YOUR INSTRUCTIONS: Across the data, every line with the word "CatalogClosed" counts once; state the total alone.

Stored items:
[Start of Attachment]

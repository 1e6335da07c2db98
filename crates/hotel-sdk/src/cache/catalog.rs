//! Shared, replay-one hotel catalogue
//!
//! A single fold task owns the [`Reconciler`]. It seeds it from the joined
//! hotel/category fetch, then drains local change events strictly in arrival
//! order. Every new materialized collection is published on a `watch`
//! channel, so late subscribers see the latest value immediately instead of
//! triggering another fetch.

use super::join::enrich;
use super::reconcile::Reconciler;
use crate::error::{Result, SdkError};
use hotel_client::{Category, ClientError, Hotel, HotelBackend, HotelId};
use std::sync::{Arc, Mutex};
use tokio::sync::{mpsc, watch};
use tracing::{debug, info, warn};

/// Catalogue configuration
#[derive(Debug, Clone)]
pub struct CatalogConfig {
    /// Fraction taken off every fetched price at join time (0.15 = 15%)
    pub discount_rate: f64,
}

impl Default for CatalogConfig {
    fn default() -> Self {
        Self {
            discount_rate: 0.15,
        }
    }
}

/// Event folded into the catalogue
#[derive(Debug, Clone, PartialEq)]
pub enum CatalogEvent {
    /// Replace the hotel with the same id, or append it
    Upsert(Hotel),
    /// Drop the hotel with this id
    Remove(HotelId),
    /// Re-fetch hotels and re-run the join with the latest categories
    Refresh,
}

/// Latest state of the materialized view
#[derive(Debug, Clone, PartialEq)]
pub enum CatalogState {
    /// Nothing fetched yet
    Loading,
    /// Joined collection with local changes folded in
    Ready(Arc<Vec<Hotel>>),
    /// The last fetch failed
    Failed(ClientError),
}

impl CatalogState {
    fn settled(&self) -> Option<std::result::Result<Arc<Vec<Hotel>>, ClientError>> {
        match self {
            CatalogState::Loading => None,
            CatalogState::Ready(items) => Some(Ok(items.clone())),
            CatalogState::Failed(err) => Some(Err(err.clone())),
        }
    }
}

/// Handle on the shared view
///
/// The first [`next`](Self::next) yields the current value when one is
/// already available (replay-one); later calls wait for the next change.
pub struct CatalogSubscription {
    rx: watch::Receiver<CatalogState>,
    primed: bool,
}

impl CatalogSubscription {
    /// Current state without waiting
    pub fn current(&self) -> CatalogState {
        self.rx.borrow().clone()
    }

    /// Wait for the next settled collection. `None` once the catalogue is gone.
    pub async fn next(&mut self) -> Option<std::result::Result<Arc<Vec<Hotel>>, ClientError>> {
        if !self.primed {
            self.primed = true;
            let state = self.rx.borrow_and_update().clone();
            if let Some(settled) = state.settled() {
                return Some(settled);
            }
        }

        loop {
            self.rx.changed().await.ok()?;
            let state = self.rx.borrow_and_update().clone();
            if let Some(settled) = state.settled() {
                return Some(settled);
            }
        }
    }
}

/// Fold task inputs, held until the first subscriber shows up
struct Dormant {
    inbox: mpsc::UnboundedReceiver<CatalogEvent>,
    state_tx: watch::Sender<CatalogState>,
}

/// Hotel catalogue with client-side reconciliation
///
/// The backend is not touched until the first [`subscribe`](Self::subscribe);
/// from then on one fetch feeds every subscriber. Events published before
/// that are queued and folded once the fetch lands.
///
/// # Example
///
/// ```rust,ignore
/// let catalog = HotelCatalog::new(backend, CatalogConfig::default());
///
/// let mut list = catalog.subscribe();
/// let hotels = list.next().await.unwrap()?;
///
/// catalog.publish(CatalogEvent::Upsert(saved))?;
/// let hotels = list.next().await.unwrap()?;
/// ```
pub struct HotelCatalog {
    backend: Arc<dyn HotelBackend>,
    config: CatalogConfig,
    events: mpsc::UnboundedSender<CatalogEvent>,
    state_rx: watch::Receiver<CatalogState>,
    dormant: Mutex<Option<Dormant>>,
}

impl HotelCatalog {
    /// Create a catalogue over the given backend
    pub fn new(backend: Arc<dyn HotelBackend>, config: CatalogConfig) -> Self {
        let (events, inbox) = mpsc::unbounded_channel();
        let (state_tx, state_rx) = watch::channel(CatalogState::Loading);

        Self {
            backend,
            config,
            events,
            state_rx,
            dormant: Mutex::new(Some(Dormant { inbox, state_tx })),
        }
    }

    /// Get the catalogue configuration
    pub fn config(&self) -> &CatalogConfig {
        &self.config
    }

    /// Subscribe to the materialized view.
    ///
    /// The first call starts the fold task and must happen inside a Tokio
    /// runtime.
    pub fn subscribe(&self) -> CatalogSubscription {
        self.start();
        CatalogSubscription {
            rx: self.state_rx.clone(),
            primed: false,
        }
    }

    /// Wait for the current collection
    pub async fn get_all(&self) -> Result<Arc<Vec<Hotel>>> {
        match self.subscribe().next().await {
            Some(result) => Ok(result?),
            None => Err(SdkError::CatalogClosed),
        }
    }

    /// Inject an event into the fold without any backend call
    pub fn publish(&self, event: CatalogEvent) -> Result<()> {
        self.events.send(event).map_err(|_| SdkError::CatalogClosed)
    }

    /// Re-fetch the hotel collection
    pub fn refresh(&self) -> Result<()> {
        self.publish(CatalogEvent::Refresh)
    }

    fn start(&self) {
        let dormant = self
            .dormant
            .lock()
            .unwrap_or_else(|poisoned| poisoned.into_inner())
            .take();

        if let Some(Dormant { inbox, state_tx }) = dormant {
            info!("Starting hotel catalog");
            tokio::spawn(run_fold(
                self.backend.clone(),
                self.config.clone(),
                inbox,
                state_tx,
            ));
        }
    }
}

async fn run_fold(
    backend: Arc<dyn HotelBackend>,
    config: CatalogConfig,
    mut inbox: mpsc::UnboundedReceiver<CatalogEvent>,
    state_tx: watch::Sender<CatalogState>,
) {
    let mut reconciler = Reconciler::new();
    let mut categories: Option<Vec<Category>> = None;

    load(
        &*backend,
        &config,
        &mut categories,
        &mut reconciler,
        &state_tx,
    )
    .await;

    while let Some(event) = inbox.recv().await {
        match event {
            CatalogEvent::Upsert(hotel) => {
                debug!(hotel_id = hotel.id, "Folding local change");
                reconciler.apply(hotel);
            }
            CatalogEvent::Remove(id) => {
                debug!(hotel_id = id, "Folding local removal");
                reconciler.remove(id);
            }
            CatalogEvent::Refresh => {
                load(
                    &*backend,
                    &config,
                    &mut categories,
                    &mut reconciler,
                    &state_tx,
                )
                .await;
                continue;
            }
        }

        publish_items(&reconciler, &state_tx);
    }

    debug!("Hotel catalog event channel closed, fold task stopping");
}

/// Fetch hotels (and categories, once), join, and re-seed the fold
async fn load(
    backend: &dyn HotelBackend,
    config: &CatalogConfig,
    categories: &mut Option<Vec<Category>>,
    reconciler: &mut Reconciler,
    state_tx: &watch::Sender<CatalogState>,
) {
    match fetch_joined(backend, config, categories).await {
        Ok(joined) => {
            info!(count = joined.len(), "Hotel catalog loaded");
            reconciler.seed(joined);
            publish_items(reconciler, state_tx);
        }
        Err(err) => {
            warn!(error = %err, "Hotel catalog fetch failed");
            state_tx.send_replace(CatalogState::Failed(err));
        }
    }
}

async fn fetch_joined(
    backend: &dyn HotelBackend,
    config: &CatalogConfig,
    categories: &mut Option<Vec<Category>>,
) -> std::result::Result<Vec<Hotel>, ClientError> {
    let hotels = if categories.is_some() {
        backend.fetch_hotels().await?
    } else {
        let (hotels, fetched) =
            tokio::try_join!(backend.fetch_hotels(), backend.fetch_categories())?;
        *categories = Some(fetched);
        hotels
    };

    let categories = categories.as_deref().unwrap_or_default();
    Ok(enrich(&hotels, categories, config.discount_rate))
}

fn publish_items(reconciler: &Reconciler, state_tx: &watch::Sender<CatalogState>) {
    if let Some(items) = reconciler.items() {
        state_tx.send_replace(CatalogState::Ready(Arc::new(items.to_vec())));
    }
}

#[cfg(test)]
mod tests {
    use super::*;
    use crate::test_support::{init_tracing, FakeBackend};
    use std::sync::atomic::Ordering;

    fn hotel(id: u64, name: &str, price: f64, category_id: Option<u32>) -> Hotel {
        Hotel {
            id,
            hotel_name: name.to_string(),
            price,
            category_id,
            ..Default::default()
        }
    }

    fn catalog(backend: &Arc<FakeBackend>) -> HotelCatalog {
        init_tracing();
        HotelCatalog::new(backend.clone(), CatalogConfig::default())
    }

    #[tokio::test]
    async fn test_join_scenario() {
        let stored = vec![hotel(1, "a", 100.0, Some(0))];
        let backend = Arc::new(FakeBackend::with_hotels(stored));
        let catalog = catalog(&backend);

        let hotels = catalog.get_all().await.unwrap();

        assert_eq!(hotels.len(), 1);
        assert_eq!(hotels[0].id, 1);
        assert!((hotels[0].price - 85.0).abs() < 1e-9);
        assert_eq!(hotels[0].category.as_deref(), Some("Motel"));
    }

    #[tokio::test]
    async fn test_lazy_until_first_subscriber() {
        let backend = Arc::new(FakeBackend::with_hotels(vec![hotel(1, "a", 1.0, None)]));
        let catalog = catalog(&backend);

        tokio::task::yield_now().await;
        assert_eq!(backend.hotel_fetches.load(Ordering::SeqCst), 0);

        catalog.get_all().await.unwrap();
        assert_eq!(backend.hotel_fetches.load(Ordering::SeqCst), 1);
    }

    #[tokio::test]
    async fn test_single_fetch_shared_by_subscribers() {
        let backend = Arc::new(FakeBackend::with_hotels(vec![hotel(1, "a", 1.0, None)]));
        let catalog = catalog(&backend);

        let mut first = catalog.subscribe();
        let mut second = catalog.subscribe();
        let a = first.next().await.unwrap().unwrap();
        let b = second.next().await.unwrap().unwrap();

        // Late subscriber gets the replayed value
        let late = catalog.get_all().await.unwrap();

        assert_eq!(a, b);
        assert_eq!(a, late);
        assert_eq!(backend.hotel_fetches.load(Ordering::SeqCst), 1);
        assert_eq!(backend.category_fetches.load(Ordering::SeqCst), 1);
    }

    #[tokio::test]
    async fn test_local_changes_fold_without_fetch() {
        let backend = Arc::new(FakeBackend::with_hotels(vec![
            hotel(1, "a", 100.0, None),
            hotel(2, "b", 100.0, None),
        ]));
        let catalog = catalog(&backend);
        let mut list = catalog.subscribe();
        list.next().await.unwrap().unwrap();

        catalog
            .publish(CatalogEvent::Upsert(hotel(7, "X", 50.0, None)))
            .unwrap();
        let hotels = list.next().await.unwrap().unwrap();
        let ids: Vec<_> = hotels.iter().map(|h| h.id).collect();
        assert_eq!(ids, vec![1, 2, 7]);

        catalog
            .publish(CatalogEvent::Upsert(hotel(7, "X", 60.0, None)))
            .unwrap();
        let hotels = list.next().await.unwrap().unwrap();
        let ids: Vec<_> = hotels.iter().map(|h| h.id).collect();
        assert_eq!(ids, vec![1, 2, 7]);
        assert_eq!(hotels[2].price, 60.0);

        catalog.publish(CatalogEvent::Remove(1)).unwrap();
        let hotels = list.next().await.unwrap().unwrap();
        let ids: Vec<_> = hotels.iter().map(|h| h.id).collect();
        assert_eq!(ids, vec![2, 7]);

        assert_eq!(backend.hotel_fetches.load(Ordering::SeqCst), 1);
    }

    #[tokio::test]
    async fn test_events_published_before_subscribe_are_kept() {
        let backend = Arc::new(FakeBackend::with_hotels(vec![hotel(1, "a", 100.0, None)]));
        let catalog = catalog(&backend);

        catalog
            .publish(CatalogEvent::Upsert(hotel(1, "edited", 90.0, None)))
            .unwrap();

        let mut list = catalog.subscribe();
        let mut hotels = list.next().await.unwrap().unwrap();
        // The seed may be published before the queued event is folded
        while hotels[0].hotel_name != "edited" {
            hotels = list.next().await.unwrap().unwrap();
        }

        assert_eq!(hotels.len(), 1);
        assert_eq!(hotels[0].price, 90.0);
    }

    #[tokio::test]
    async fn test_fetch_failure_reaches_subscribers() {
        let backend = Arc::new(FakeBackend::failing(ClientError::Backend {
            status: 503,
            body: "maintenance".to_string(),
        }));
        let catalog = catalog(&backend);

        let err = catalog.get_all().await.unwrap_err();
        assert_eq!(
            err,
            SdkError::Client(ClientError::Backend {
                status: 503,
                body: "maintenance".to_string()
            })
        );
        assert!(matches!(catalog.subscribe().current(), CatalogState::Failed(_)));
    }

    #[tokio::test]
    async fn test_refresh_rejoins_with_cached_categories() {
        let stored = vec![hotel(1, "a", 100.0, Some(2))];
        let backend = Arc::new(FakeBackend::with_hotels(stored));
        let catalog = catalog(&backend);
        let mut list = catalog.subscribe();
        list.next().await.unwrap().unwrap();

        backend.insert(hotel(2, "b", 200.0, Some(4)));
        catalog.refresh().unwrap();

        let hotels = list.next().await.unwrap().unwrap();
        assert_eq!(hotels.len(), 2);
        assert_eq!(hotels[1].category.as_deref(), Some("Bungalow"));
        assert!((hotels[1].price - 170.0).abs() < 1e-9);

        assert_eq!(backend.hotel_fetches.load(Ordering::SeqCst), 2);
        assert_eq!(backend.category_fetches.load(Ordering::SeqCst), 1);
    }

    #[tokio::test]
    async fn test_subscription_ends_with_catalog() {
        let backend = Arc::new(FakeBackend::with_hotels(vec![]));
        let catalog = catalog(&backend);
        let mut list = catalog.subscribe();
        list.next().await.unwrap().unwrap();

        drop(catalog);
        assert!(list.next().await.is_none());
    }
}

[End of Attachment]

OUTPUT: 2